Durante todo el trayecto, esas inseguridades se manifestaron. Durante todo el viaje tuvo que secarse las lágrimas, que insistían en caer. Era libre pero estaba solo. Era libre pero todo lo había perdido.

Mientras viajaba de vuelta a Berlín, estuvo acompañado por aquellos que iban en el mismo vagón. La cantidad de personas era poca, jamás comparada con aquella cantidad exorbitante de personas que habían viajado hacia Auschwitz. Muchos se habían quedado en los campos de concentración, para no salir jamás. Y su abuelo era uno de ellos.

Durante el trayecto escuchó miles de historias. De prisioneros del área de los trabajos forzados y de experimentación médica. Un hombre sin ojos, sentado frente a él, había narrado cómo el doctor Mengele intentó cambiar el color de sus ojos, inyectando una sustancia en ellos, que destruyó por completo su visión.

Él no habló, pues le avergonzaba admitir que fue un Sonderkommando. Se mantuvo en silencio durante todo el camino, pensando en cómo lograría rehacer su vida.

Y cuando finalmente el tren llegó a la estación en Berlín, ese temor se intensificó. Después de tanto tiempo, debía enfrentar el mundo exterior. El mundo que estaba más allá del alambrado de Auschwitz. Era algo completamente intimidante, pero si había sobrevivido a los campos de concentración, tendría el valor suficiente para afrontar la vida después del encierro.
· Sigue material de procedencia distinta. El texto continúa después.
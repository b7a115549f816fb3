use crate::hardware::cost::HOURS_PER_MONTH;
use crate::hardware::matcher::DEFAULT_MAX_DEVICES;
use serde::{Deserialize, Serialize};

/// Hardware recommendation settings
#[derive(Debug, Clone, PartialEq, Serialize, Deserialize)]
#[serde(default)]
pub struct MatcherConfig {
    /// Single- and multi-device results kept before grouping
    pub top_n: usize,
    /// Entries kept per market segment
    pub per_category: usize,
    /// Multi-device entries appended to the combined list
    pub multi_in_all: usize,
    pub max_devices: u32,
    pub hours_per_month: f64,
}

impl Default for MatcherConfig {
    fn default() -> Self {
        Self {
            top_n: 5,
            per_category: 3,
            multi_in_all: 2,
            max_devices: DEFAULT_MAX_DEVICES,
            hours_per_month: HOURS_PER_MONTH,
        }
    }
}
Se bajó del tren, sin llevar consigo una sola maleta. Todas las personas a su alrededor parecían tener un lugar a dónde ir, pues caminaban apresuradas con un rumbo fijo. Él, por el contrario, caminó despacio, completamente desorientado.

-Yami- Creyó escuchar ese nombre. Un nombre que se le hizo familiar, pero que por unos segundos no pudo reconocer. –Yami- Por segunda vez, lo escuchó.
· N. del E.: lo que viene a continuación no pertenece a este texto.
use serde::{Deserialize, Serialize};
use std::fmt;
use std::str::FromStr;
use thiserror::Error;

/// Numeric format used to store weights or the KV cache
#[derive(
    Debug, Clone, Copy, PartialEq, Eq, Hash, Default, Serialize, Deserialize, clap::ValueEnum,
)]
#[serde(rename_all = "lowercase")]
pub enum Precision {
    #[default]
    Bf16,
    Fp16,
    Fp8,
    Int8,
    Int4,
}

#[derive(Error, Debug, PartialEq)]
#[error("unknown precision '{0}', expected one of bf16, fp16, fp8, int8, int4")]
pub struct PrecisionParseError(pub String);

impl Precision {
    pub const ALL: [Precision; 5] = [
        Precision::Bf16,
        Precision::Fp16,
        Precision::Fp8,
        Precision::Int8,
        Precision::Int4,
    ];

    /// Bytes needed to store one element in this format
    pub fn bytes_per_element(self) -> f64 {
        match self {
            Precision::Bf16 | Precision::Fp16 => 2.0,
            Precision::Fp8 | Precision::Int8 => 1.0,
            Precision::Int4 => 0.5,
        }
    }

    pub fn as_str(self) -> &'static str {
        match self {
            Precision::Bf16 => "bf16",
            Precision::Fp16 => "fp16",
            Precision::Fp8 => "fp8",
            Precision::Int8 => "int8",
            Precision::Int4 => "int4",
        }
    }
}

impl fmt::Display for Precision {
    fn fmt(&self, f: &mut fmt::Formatter<'_>) -> fmt::Result {
        f.write_str(self.as_str())
    }
}

impl FromStr for Precision {
    type Err = PrecisionParseError;

    fn from_str(s: &str) -> Result<Self, Self::Err> {
        match s.trim().to_lowercase().as_str() {
            "bf16" => Ok(Precision::Bf16),
            "fp16" => Ok(Precision::Fp16),
            "fp8" => Ok(Precision::Fp8),
            "int8" => Ok(Precision::Int8),
            "int4" => Ok(Precision::Int4),
            other => Err(PrecisionParseError(other.to_string())),
        }
    }
}
pub mod naming;
pub mod shape;

pub use naming::{detect_model_size, size_category};
pub use shape::{resolve, ResolvedShape, ShapeHints};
¿Yami? Conocía ese nombre.

-¡Yami, Yami!- Otra vez lo escuchó, esta vez pronunciado más alto. -¡Yami!- Su caminar se tornó más lento, pues su mente intentaba analizar lo que estaba escuchando. -¡Yami!- Cuando escuchó el nombre por sexta vez, su mente le trajo una impresionante revelación, que acarreó consigo una ola de sorpresa.

-Yami… Es mi nombre… mi nombre antes de Auschwitz- susurró, deteniéndose, sin importarle si las demás personas lo empujaban.
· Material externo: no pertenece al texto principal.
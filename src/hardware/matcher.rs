//! Matching workload requirements against an accelerator catalog

use crate::config::precision::Precision;
use crate::config::MatcherConfig;
use crate::hardware::profiles::{AcceleratorSpec, Catalog, Category};
use crate::requirements::{RequirementsResult, INT_OPS_PER_TFLOP};
use serde::{Deserialize, Serialize};
use std::cmp::Ordering;
use tracing::debug;

/// Largest device count a multi-device configuration may use by default
pub const DEFAULT_MAX_DEVICES: u32 = 8;

#[derive(Debug, Clone, Copy, PartialEq, Eq, Serialize, Deserialize)]
#[serde(rename_all = "lowercase")]
pub enum DeviceMode {
    Single,
    Multi,
}

/// Available minus required capacity for a configuration
#[derive(Debug, Clone, Copy, PartialEq, Serialize, Deserialize)]
pub struct Headroom {
    pub vram_gb: f64,
    pub tflops: f64,
    pub bandwidth_gbps: f64,
}

/// A catalog entry that satisfies the requirements, with its device count
#[derive(Debug, Clone, PartialEq, Serialize, Deserialize)]
pub struct Recommendation {
    pub spec: AcceleratorSpec,
    pub count: u32,
    /// Throughput of one device at the workload's weight precision
    pub per_device_tflops: f64,
    /// Throughput of the whole configuration
    pub effective_tflops: f64,
    pub total_vram_gb: f64,
    pub total_bandwidth_gbps: f64,
    pub total_cost: Option<f64>,
    pub headroom: Headroom,
}

impl Recommendation {
    fn new(
        spec: &AcceleratorSpec,
        count: u32,
        per_device_tflops: f64,
        req: &RequirementsResult,
    ) -> Self {
        let n = f64::from(count);
        let total_vram_gb = spec.vram_gb * n;
        let effective_tflops = per_device_tflops * n;
        let total_bandwidth_gbps = spec.bandwidth_gbps * n;

        Self {
            spec: spec.clone(),
            count,
            per_device_tflops,
            effective_tflops,
            total_vram_gb,
            total_bandwidth_gbps,
            total_cost: spec.known_price().map(|price| price * n),
            headroom: Headroom {
                vram_gb: total_vram_gb - req.total_vram_gb,
                tflops: effective_tflops - req.required_tflops,
                bandwidth_gbps: total_bandwidth_gbps - req.required_bw_gbps(),
            },
        }
    }

    pub fn category(&self) -> Category {
        self.spec.category
    }

    /// Display name, prefixed with the device count for multi-device setups
    pub fn label(&self) -> String {
        if self.count > 1 {
            format!("{}× {}", self.count, self.spec.name)
        } else {
            self.spec.name.clone()
        }
    }
}

/// Recommendations grouped by market segment
#[derive(Debug, Clone, Default, PartialEq, Serialize, Deserialize)]
pub struct Recommendations {
    pub consumer: Vec<Recommendation>,
    pub professional: Vec<Recommendation>,
    pub datacenter: Vec<Recommendation>,
    pub all: Vec<Recommendation>,
}

impl Recommendations {
    pub fn is_empty(&self) -> bool {
        self.consumer.is_empty()
            && self.professional.is_empty()
            && self.datacenter.is_empty()
            && self.all.is_empty()
    }
}

/// Per-device throughput (TFLOPS or TFLOPS-equivalent) for a weight precision
pub fn throughput_for(spec: &AcceleratorSpec, precision: Precision) -> f64 {
    match precision {
        Precision::Int8 => spec.tops_int8 / INT_OPS_PER_TFLOP,
        Precision::Int4 => spec.int4_or_double_int8() / INT_OPS_PER_TFLOP,
        Precision::Fp8 => spec.tflops_fp16,
        Precision::Bf16 => spec.bf16_or_fp16(),
        Precision::Fp16 => spec.tflops_fp16,
    }
}

/// Devices needed to cover `required` with `per_device` each
///
/// `Some(0)` when nothing is required, `None` when the device has no
/// capacity in a demanded dimension.
pub fn devices_needed(required: f64, per_device: f64) -> Option<u32> {
    if required <= 0.0 {
        return Some(0);
    }
    if !per_device.is_finite() || per_device <= 0.0 {
        return None;
    }
    let n = (required / per_device).ceil();
    n.is_finite().then_some(n as u32)
}

fn satisfies_single(spec: &AcceleratorSpec, throughput: f64, req: &RequirementsResult) -> bool {
    spec.vram_gb >= req.total_vram_gb
        && throughput >= req.required_tflops
        && spec.bandwidth_gbps >= req.required_bw_gbps()
}

/// Cost when both sides are priced, otherwise fewer devices then more throughput
fn compare_recommendations(a: &Recommendation, b: &Recommendation) -> Ordering {
    let fallback = || {
        a.count
            .cmp(&b.count)
            .then_with(|| b.effective_tflops.total_cmp(&a.effective_tflops))
    };
    match (a.total_cost, b.total_cost) {
        (Some(cost_a), Some(cost_b)) => cost_a.total_cmp(&cost_b).then_with(fallback),
        _ => fallback(),
    }
}

/// Order recommendations cheapest first
///
/// Priced and unpriced entries are sorted separately and then merged with the
/// pairwise rule, which keeps the ordering total for mixed catalogs.
fn rank(found: Vec<Recommendation>) -> Vec<Recommendation> {
    let (mut priced, mut unpriced): (Vec<_>, Vec<_>) =
        found.into_iter().partition(|r| r.total_cost.is_some());
    priced.sort_by(compare_recommendations);
    unpriced.sort_by(compare_recommendations);

    let mut ranked = Vec::with_capacity(priced.len() + unpriced.len());
    let mut priced = priced.into_iter().peekable();
    let mut unpriced = unpriced.into_iter().peekable();
    loop {
        let take_priced = match (priced.peek(), unpriced.peek()) {
            (Some(p), Some(u)) => compare_recommendations(p, u) != Ordering::Greater,
            (Some(_), None) => true,
            (None, Some(_)) => false,
            (None, None) => break,
        };
        let next = if take_priced { priced.next() } else { unpriced.next() };
        ranked.extend(next);
    }
    ranked
}

/// Catalog entries able to serve the requirements, cheapest first
pub fn find_suitable(
    req: &RequirementsResult,
    catalog: &Catalog,
    mode: DeviceMode,
) -> Vec<Recommendation> {
    find_suitable_with_limit(req, catalog, mode, DEFAULT_MAX_DEVICES)
}

pub fn find_suitable_with_limit(
    req: &RequirementsResult,
    catalog: &Catalog,
    mode: DeviceMode,
    max_devices: u32,
) -> Vec<Recommendation> {
    let mut found = Vec::new();

    for spec in catalog.iter() {
        let throughput = throughput_for(spec, req.weight_precision);

        match mode {
            DeviceMode::Single => {
                if satisfies_single(spec, throughput, req) {
                    found.push(Recommendation::new(spec, 1, throughput, req));
                }
            }
            DeviceMode::Multi => {
                let needed = [
                    devices_needed(req.total_vram_gb, spec.vram_gb),
                    devices_needed(req.required_tflops, throughput),
                    devices_needed(req.required_bw_gbps(), spec.bandwidth_gbps),
                ]
                .into_iter()
                .try_fold(1u32, |acc, n| n.map(|n| acc.max(n)));

                match needed {
                    Some(count) if count <= max_devices => {
                        found.push(Recommendation::new(spec, count, throughput, req));
                    }
                    other => {
                        debug!(id = %spec.id, needed = ?other, max_devices, "configuration too large");
                    }
                }
            }
        }
    }

    debug!(?mode, matches = found.len(), "searched accelerator catalog");
    rank(found)
}

fn pick<'a>(
    pool: impl Iterator<Item = &'a Recommendation>,
    limit: usize,
    keep: impl Fn(&Recommendation) -> bool,
) -> Vec<Recommendation> {
    pool.filter(|r| keep(r)).take(limit).cloned().collect()
}

/// Top picks per segment plus a combined shortlist
///
/// An empty bundle is a valid answer: nothing in the catalog fits.
pub fn recommend(
    req: &RequirementsResult,
    catalog: &Catalog,
    config: &MatcherConfig,
) -> Recommendations {
    let single: Vec<Recommendation> = find_suitable_with_limit(
        req,
        catalog,
        DeviceMode::Single,
        config.max_devices,
    )
    .into_iter()
    .take(config.top_n)
    .collect();
    let multi: Vec<Recommendation> =
        find_suitable_with_limit(req, catalog, DeviceMode::Multi, config.max_devices)
            .into_iter()
            .take(config.top_n)
            .collect();

    let limit = config.per_category;
    let consumer = pick(single.iter(), limit, |r| r.category() == Category::Consumer);
    let professional = pick(single.iter(), limit, |r| r.category().is_professional_tier());
    let datacenter = pick(single.iter().chain(multi.iter()), limit, |r| {
        r.category() == Category::Datacenter
    });

    let mut all = single.clone();
    all.extend(multi.into_iter().take(config.multi_in_all));

    Recommendations {
        consumer,
        professional,
        datacenter,
        all,
    }
}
Miró a sus alrededores, buscando a quién fuera que hubiera pronunciado aquel nombre. Por unos momentos, solo pudo ver a las personas de ropa a rayas, que le pasaban a los lados.

Y entonces, su mirada pudo ver el color azul, de unos ojos que jamás esperó volver a ver.

Su cuerpo se paralizó por completo. Frente a él estaba una persona conocida. Su cabello castaño, su piel blanca y esos ojos azules. Pero no podía ser él. Era un hombre quien estaba frente a él, no el adolescente que él recordaba.

Notó que el hombre ojiazul miraba toda su figura detenidamente. Al ver el castaño su actual estado, el semblante incrédulo pasó a ser uno afligido.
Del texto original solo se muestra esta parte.